Literalmente, Lee levou o projeto como o desafio de sua vida (claro pensando em alçar voos mais longos e frutíferos na política, não sejamos ingênuos). Ele chegou a ser jurado de morte, mas não desistiu e chamou a população para entender, apoiar e fazer parte do projeto de revitalização. No vídeo a seguir, veja como o rio ficou:


Após alguns anos, muitos profissionais envolvidos, muito dinheiro público envolvido, eis que a revitalização do Rio Cheonggyecheon se tornou o maior parque horizontal urbano do planeta. E o Lee? Esse aí virou presidente do país pela fama que teve. E olha que ele, antes de entrar para a política, era executivo da Hyundai e é de um partido de linha conservadora.

Mais uma vez recorrendo à professora Raquel Rolnik, não temos o que comemorar em relação ao atual prefeito nem com os que virão, pois, falta no Brasil política para o desenvolvimento urbano.
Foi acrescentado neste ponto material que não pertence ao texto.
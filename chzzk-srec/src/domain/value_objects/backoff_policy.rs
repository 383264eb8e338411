//! Backoff policy value object.

use serde::{Deserialize, Serialize};
use std::str::FromStr;
use std::time::Duration;

/// Shape of the delay curve between retries.
#[derive(Debug, Clone, Copy, PartialEq, Eq, Serialize, Deserialize, Default)]
#[serde(rename_all = "lowercase")]
pub enum BackoffStrategy {
    /// Always wait `base`.
    Fixed,
    /// Wait `base * (attempt + 1)`.
    Linear,
    /// Wait `base * multiplier^attempt`.
    #[default]
    Exponential,
}

impl BackoffStrategy {
    pub fn as_str(&self) -> &'static str {
        match self {
            Self::Fixed => "fixed",
            Self::Linear => "linear",
            Self::Exponential => "exponential",
        }
    }
}

impl FromStr for BackoffStrategy {
    type Err = String;

    fn from_str(s: &str) -> Result<Self, Self::Err> {
        match s.trim().to_lowercase().as_str() {
            "fixed" => Ok(Self::Fixed),
            "linear" => Ok(Self::Linear),
            "exponential" | "exp" => Ok(Self::Exponential),
            other => Err(format!(
                "unknown backoff strategy '{other}' (expected fixed, linear or exponential)"
            )),
        }
    }
}

impl std::fmt::Display for BackoffStrategy {
    fn fmt(&self, f: &mut std::fmt::Formatter<'_>) -> std::fmt::Result {
        f.write_str(self.as_str())
    }
}

/// Delay policy applied once consecutive capture failures reach the retry count.
///
/// Attempt `0` is the first backed-off delay. Every delay, jitter included, is
/// capped at `max_delay_ms`.
#[derive(Debug, Clone, PartialEq, Serialize, Deserialize)]
pub struct BackoffPolicy {
    #[serde(default)]
    pub strategy: BackoffStrategy,
    /// Base delay in milliseconds (the poll interval by default).
    #[serde(default = "default_base_delay_ms")]
    pub base_delay_ms: u64,
    /// Ceiling in milliseconds.
    #[serde(default = "default_max_delay_ms")]
    pub max_delay_ms: u64,
    /// Growth factor for [`BackoffStrategy::Exponential`].
    #[serde(default = "default_multiplier")]
    pub multiplier: f64,
    /// Add up to 25% random jitter.
    #[serde(default)]
    pub use_jitter: bool,
}

fn default_base_delay_ms() -> u64 {
    60_000
}

fn default_max_delay_ms() -> u64 {
    30 * 60_000
}

fn default_multiplier() -> f64 {
    2.0
}

/// Maximum exponent to prevent overflow.
const MAX_EXPONENT: i32 = 30;

impl BackoffPolicy {
    pub fn new(strategy: BackoffStrategy, base: Duration, max: Duration) -> Self {
        Self {
            strategy,
            base_delay_ms: base.as_millis() as u64,
            max_delay_ms: max.as_millis() as u64,
            ..Default::default()
        }
    }

    pub fn with_multiplier(mut self, multiplier: f64) -> Self {
        self.multiplier = multiplier;
        self
    }

    pub fn with_jitter(mut self, use_jitter: bool) -> Self {
        self.use_jitter = use_jitter;
        self
    }

    pub fn max_delay(&self) -> Duration {
        Duration::from_millis(self.max_delay_ms)
    }

    /// Calculate the delay for a given backoff attempt (0-indexed).
    pub fn delay_for_attempt(&self, attempt: u32) -> Duration {
        let base = self.base_delay_ms as f64;
        let raw = match self.strategy {
            BackoffStrategy::Fixed => base,
            BackoffStrategy::Linear => base * (attempt as f64 + 1.0),
            BackoffStrategy::Exponential => {
                let exponent = (attempt as i32).min(MAX_EXPONENT);
                base * self.multiplier.max(1.0).powi(exponent)
            }
        };

        let delay_ms = raw.min(self.max_delay_ms as f64) as u64;

        if self.use_jitter {
            let jitter = (delay_ms as f64 * 0.25 * rand::random::<f64>()) as u64;
            Duration::from_millis(delay_ms.saturating_add(jitter).min(self.max_delay_ms))
        } else {
            Duration::from_millis(delay_ms)
        }
    }
}

impl Default for BackoffPolicy {
    fn default() -> Self {
        Self {
            strategy: BackoffStrategy::default(),
            base_delay_ms: default_base_delay_ms(),
            max_delay_ms: default_max_delay_ms(),
            multiplier: default_multiplier(),
            use_jitter: false,
        }
    }
}

#[cfg(test)]
mod tests {
    use super::*;

    fn policy(strategy: BackoffStrategy) -> BackoffPolicy {
        BackoffPolicy::new(strategy, Duration::from_secs(10), Duration::from_secs(60))
    }

    #[test]
    fn test_default_policy() {
        let policy = BackoffPolicy::default();
        assert_eq!(policy.strategy, BackoffStrategy::Exponential);
        assert_eq!(policy.max_delay(), Duration::from_secs(1800));
        assert!(!policy.use_jitter);
    }

    #[test]
    fn test_fixed_delay() {
        let policy = policy(BackoffStrategy::Fixed);
        assert_eq!(policy.delay_for_attempt(0), Duration::from_secs(10));
        assert_eq!(policy.delay_for_attempt(7), Duration::from_secs(10));
    }

    #[test]
    fn test_linear_delay() {
        let policy = policy(BackoffStrategy::Linear);
        assert_eq!(policy.delay_for_attempt(0), Duration::from_secs(10));
        assert_eq!(policy.delay_for_attempt(1), Duration::from_secs(20));
        assert_eq!(policy.delay_for_attempt(4), Duration::from_secs(50));
        assert_eq!(policy.delay_for_attempt(5), Duration::from_secs(60));
        assert_eq!(policy.delay_for_attempt(50), Duration::from_secs(60));
    }

    #[test]
    fn test_exponential_delay_capped_at_max() {
        let policy = policy(BackoffStrategy::Exponential);
        assert_eq!(policy.delay_for_attempt(0), Duration::from_secs(10));
        assert_eq!(policy.delay_for_attempt(1), Duration::from_secs(20));
        assert_eq!(policy.delay_for_attempt(2), Duration::from_secs(40));
        assert_eq!(policy.delay_for_attempt(3), Duration::from_secs(60));
        assert_eq!(policy.delay_for_attempt(u32::MAX), Duration::from_secs(60));
    }

    #[test]
    fn test_jitter_never_exceeds_max() {
        let policy = policy(BackoffStrategy::Exponential).with_jitter(true);
        for attempt in 0..10 {
            let delay = policy.delay_for_attempt(attempt);
            assert!(delay <= Duration::from_secs(60));
            assert!(delay >= Duration::from_secs(10));
        }
    }

    #[test]
    fn test_multiplier_below_one_does_not_shrink() {
        let policy = policy(BackoffStrategy::Exponential).with_multiplier(0.5);
        assert_eq!(policy.delay_for_attempt(3), Duration::from_secs(10));
    }

    #[test]
    fn test_strategy_parsing() {
        assert_eq!("fixed".parse(), Ok(BackoffStrategy::Fixed));
        assert_eq!(" Linear ".parse(), Ok(BackoffStrategy::Linear));
        assert_eq!("exp".parse(), Ok(BackoffStrategy::Exponential));
        assert!("fibonacci".parse::<BackoffStrategy>().is_err());
    }
}
use crate::extractor::default::DEFAULT_UA;

use super::{super::media::media_info::MediaInfo, error::ExtractorError};
use async_trait::async_trait;
use reqwest::header::{HeaderMap, HeaderValue};
use reqwest::{Client, Method, RequestBuilder};
use rustc_hash::FxHashMap;
use tracing::debug;

/// Base extractor holding the HTTP client, platform headers and cookies.
///
/// Cookies are sent with every request built through [`Extractor::request`];
/// platforms that need an authenticated session (e.g. Chzzk's `NID_AUT` /
/// `NID_SES` pair) register them once at construction.
///
/// ```rust,no_run
/// # use reqwest::Client;
/// # use platforms_parser::extractor::platform_extractor::Extractor;
/// let mut extractor = Extractor::new("Platform", "https://example.com", Client::new());
/// extractor.set_cookies_from_string("token=xyz789; user_id=12345");
/// ```
#[derive(Debug, Clone)]
pub struct Extractor {
    // url to extract from, e.g., "https://chzzk.naver.com/live/abc"
    pub url: String,
    // name of the platform, e.g., "Chzzk"
    pub platform_name: String,
    pub client: Client,
    platform_headers: HeaderMap,
    cookies: FxHashMap<String, String>,
}

impl Extractor {
    pub fn new<S1: Into<String>, S2: Into<String>>(
        platform_name: S1,
        platform_url: S2,
        client: Client,
    ) -> Self {
        let mut default_headers = HeaderMap::new();
        default_headers.insert(
            reqwest::header::USER_AGENT,
            HeaderValue::from_static(DEFAULT_UA),
        );
        default_headers.insert(
            reqwest::header::ACCEPT,
            HeaderValue::from_static("application/json, text/plain, */*"),
        );

        Self {
            platform_name: platform_name.into(),
            url: platform_url.into(),
            client,
            platform_headers: default_headers,
            cookies: FxHashMap::default(),
        }
    }

    #[inline]
    pub fn set_origin_and_referer_static(&mut self, base_url: &'static str) {
        let v = HeaderValue::from_static(base_url);
        self.platform_headers
            .insert(reqwest::header::ORIGIN, v.clone());
        self.platform_headers.insert(reqwest::header::REFERER, v);
    }

    pub fn add_cookie<N: Into<String>, V: Into<String>>(&mut self, name: N, value: V) {
        self.cookies.insert(name.into(), value.into());
    }

    /// Set cookies from a cookie string (format: "name1=value1; name2=value2").
    ///
    /// Pairs with an empty name or value are ignored.
    pub fn set_cookies_from_string(&mut self, cookie_string: &str) {
        // Accept common separators: ';' from Cookie headers and '\n' from copy/paste.
        for part in cookie_string.split(&[';', '\n'][..]).map(str::trim) {
            let Some((name, value)) = part.split_once('=') else {
                continue;
            };
            let name = name.trim();
            let value = value.trim();
            if name.is_empty() || value.is_empty() {
                continue;
            }

            self.cookies.insert(name.to_owned(), value.to_owned());
        }
    }

    pub fn get_cookie(&self, name: &str) -> Option<&String> {
        self.cookies.get(name)
    }

    /// Stored cookies rendered as a `Cookie` header value, sorted by name.
    pub fn cookie_header(&self) -> Option<String> {
        if self.cookies.is_empty() {
            return None;
        }

        let mut pairs: Vec<_> = self.cookies.iter().collect();
        pairs.sort_unstable_by(|a, b| a.0.cmp(b.0));

        let header = pairs
            .into_iter()
            .map(|(name, value)| format!("{name}={value}"))
            .collect::<Vec<_>>()
            .join("; ");
        Some(header)
    }

    pub fn get(&self, url: &str) -> RequestBuilder {
        self.request(Method::GET, url)
    }

    /// Create an HTTP request with platform headers and stored cookies applied.
    pub fn request(&self, method: Method, url: &str) -> RequestBuilder {
        let mut headers = self.platform_headers.clone();

        if let Some(cookie_header) = self.cookie_header() {
            match HeaderValue::from_str(&cookie_header) {
                Ok(value) => {
                    headers.insert(reqwest::header::COOKIE, value);
                }
                Err(e) => {
                    // Skip the Cookie header instead of sending an invalid value.
                    debug!(error = %e, "Failed to build Cookie header");
                }
            }
        }

        self.client.request(method, url).headers(headers)
    }
}

#[async_trait]
pub trait PlatformExtractor: Send + Sync {
    fn get_extractor(&self) -> &Extractor;

    /// Fetch the current media information for the configured channel.
    async fn extract(&self) -> Result<MediaInfo, ExtractorError>;
}
//! Live status detection for the configured channel.

use async_trait::async_trait;
use chrono::{DateTime, Utc};
use platforms_parser::extractor::create_client_builder;
use platforms_parser::extractor::error::ExtractorError;
use platforms_parser::extractor::platform_extractor::PlatformExtractor;
use platforms_parser::extractor::platforms::chzzk::Chzzk;
use platforms_parser::media::MediaInfo;
use serde::{Deserialize, Serialize};
use tracing::{debug, warn};

use crate::Result;
use crate::config::ChannelConfig;

/// A broadcast that is currently on air.
#[derive(Debug, Clone, PartialEq, Serialize, Deserialize)]
pub struct LiveStream {
    pub channel_id: String,
    pub channel_name: String,
    pub title: String,
    pub category: Option<String>,
    /// Broadcast start time reported by the platform.
    pub opened_at: Option<DateTime<Utc>>,
    /// Location handed to the capture tool.
    pub stream_url: String,
}

/// Live status of the channel.
#[derive(Debug, Clone, PartialEq, Serialize, Deserialize)]
pub enum LiveStatus {
    Live(LiveStream),
    Offline,
}

impl LiveStatus {
    pub fn is_live(&self) -> bool {
        matches!(self, LiveStatus::Live(_))
    }

    pub fn is_offline(&self) -> bool {
        matches!(self, LiveStatus::Offline)
    }

    /// Convert extracted media info into a status for `channel_id`.
    ///
    /// `fallback_url` is used when the platform did not report a stream URL.
    pub fn from_media_info(channel_id: &str, info: MediaInfo, fallback_url: &str) -> Self {
        if !info.is_live {
            return LiveStatus::Offline;
        }

        LiveStatus::Live(LiveStream {
            channel_id: channel_id.to_string(),
            channel_name: info.artist,
            title: info.title,
            category: info.category,
            opened_at: info.live_start_time,
            stream_url: info.stream_url.unwrap_or_else(|| fallback_url.to_string()),
        })
    }
}

/// Source of the channel's live status.
#[async_trait]
pub trait LiveProber: Send + Sync + 'static {
    /// Query the current status. Errors are transient probe failures.
    async fn probe(&self) -> Result<LiveStatus>;
}

/// [`LiveProber`] backed by the Chzzk live-detail API.
pub struct ChzzkProber {
    chzzk: Chzzk,
}

impl ChzzkProber {
    pub fn new(config: &ChannelConfig) -> Result<Self> {
        let client = create_client_builder(Some(config.probe_timeout))
            .build()
            .map_err(ExtractorError::from)?;
        let chzzk = Chzzk::new(
            config.channel_id.clone(),
            client,
            Some(config.credentials.cookie_string()),
        )
        .with_api_base(config.api_base.clone());

        Ok(Self { chzzk })
    }

    pub fn live_url(&self) -> &str {
        self.chzzk.live_url()
    }
}

#[async_trait]
impl LiveProber for ChzzkProber {
    async fn probe(&self) -> Result<LiveStatus> {
        debug!(channel = %self.chzzk.channel_id(), "Checking live status");
        let info = self.chzzk.extract().await.inspect_err(|e| {
            if !e.is_transient() {
                warn!(
                    channel = %self.chzzk.channel_id(),
                    error = %e,
                    "Live status request was rejected; check CHANNEL_ID and cookies"
                );
            }
        })?;
        Ok(LiveStatus::from_media_info(
            self.chzzk.channel_id(),
            info,
            self.chzzk.live_url(),
        ))
    }
}

#[cfg(test)]
mod tests {
    use super::*;
    use crate::Error;

    fn config(api_base: &str) -> ChannelConfig {
        ChannelConfig::from_lookup(|key| {
            match key {
                "CHANNEL_ID" => Some("abc123"),
                "NID_AUT" => Some("aut"),
                "NID_SES" => Some("ses"),
                "CHZZK_API_BASE" => Some(api_base),
                "PROBE_TIMEOUT" => Some("2"),
                _ => None,
            }
            .map(str::to_string)
        })
        .unwrap()
    }

    #[test]
    fn test_offline_media_info() {
        let status = LiveStatus::from_media_info(
            "abc123",
            MediaInfo::offline("https://chzzk.naver.com"),
            "https://chzzk.naver.com/live/abc123",
        );
        assert!(status.is_offline());
    }

    #[test]
    fn test_live_media_info() {
        let info = MediaInfo::builder("https://chzzk.naver.com", "title", "Streamer")
            .category("Games")
            .is_live(true)
            .build();
        let status =
            LiveStatus::from_media_info("abc123", info, "https://chzzk.naver.com/live/abc123");

        let LiveStatus::Live(stream) = status else {
            panic!("expected live status");
        };
        assert_eq!(stream.channel_id, "abc123");
        assert_eq!(stream.channel_name, "Streamer");
        assert_eq!(stream.category.as_deref(), Some("Games"));
        assert_eq!(stream.stream_url, "https://chzzk.naver.com/live/abc123");
    }

    #[test]
    fn test_prober_uses_channel_live_url() {
        let prober = ChzzkProber::new(&config("http://127.0.0.1:9")).unwrap();
        assert_eq!(prober.live_url(), "https://chzzk.naver.com/live/abc123");
    }

    #[tokio::test]
    async fn test_unreachable_api_is_a_probe_error() {
        // Port 9 (discard) is closed on test machines.
        let prober = ChzzkProber::new(&config("http://127.0.0.1:9")).unwrap();
        let err = prober.probe().await.unwrap_err();
        assert!(matches!(err, Error::Probe(_)));
    }
}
O que existe são apenas políticas focadas nos setores imobiliário e financeiro.

Duvido muito que no pleito de 2020 teremos algum candidato corajoso, visionário e que entenda que o público precisa ser utilizado pelas pessoas, de realmente pensar em um projeto de revitalização dos cursos d'água da capital mineira para acabar com os alagamentos. Viver na cidade também significa ter acesso a ela, a seus espaços, transitar pelos territórios, com ou sem chuvas.

Em Belo Horizonte, há muito tempo, os prefeitos e governadores fizeram a péssima opção de cobrir com galerias subterrâneas os cursos d’água espalhados por toda a cidade. Escolheram dar espaços às avenidas sanitárias ao invés de prezar pelo equilíbrio entre o moderno e sustentável. Pagamos um alto preço a cada ano quando as chuvas de verão caem e tocam o solo asfaltado maquiando os cursos d’águas que foram brutalmente desviados e canalizados.